#### Task:
Filter the data below for the string "unwrap" and copy each matching line.
[[ Data excerpts, beginning ]]
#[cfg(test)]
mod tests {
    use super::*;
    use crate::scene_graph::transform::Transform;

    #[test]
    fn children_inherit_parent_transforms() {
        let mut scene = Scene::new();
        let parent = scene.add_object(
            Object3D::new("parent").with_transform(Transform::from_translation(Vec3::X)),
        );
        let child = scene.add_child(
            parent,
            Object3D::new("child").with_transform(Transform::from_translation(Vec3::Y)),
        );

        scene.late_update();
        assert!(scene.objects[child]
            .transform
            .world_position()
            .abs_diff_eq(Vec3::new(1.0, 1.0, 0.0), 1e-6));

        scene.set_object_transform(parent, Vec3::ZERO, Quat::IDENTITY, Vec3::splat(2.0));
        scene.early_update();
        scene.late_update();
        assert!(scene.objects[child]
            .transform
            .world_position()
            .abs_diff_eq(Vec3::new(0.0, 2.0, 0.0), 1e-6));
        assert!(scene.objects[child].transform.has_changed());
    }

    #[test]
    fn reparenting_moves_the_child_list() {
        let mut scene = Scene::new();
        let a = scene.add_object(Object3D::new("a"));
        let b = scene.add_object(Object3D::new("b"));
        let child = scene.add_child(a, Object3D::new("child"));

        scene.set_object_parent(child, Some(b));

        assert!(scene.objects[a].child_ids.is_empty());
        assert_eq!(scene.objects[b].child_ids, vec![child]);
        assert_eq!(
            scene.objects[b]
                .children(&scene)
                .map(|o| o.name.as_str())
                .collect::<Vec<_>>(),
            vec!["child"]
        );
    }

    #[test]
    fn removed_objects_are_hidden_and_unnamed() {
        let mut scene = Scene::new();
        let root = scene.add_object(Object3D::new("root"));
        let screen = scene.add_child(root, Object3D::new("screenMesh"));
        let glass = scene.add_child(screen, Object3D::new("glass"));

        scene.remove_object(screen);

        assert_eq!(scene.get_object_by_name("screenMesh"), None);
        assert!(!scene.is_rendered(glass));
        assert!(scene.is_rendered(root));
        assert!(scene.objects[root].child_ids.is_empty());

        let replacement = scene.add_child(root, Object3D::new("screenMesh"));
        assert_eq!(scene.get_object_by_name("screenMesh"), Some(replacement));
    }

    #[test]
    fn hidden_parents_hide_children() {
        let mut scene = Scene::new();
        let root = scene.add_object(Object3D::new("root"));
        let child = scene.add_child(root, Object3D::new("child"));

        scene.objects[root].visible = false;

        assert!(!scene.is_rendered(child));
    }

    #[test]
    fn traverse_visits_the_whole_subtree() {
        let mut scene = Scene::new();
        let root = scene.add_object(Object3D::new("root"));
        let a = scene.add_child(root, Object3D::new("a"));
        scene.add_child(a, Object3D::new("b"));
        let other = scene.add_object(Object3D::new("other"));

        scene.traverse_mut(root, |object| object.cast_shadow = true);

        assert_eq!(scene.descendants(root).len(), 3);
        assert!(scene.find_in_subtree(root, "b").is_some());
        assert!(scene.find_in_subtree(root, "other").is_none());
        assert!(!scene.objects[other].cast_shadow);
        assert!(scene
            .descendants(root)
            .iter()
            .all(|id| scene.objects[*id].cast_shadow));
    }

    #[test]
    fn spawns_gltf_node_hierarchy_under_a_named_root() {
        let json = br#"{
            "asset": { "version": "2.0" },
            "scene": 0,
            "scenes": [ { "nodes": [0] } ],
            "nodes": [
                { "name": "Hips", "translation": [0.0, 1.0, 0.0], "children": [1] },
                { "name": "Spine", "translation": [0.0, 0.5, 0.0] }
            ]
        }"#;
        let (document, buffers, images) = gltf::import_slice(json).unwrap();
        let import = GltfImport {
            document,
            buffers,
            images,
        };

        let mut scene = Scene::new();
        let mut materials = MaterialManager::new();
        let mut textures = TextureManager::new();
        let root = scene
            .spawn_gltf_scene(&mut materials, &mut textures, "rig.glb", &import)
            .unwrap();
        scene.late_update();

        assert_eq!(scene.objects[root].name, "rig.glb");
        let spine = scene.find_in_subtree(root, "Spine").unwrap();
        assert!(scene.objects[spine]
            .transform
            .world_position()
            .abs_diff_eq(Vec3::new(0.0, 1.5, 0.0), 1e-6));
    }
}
[[ Data excerpts, end ]]
#### Solution to this problem:
        let (document, buffers, images) = gltf::import_slice(json).unwrap();
            .unwrap();
        let spine = scene.find_in_subtree(root, "Spine").unwrap();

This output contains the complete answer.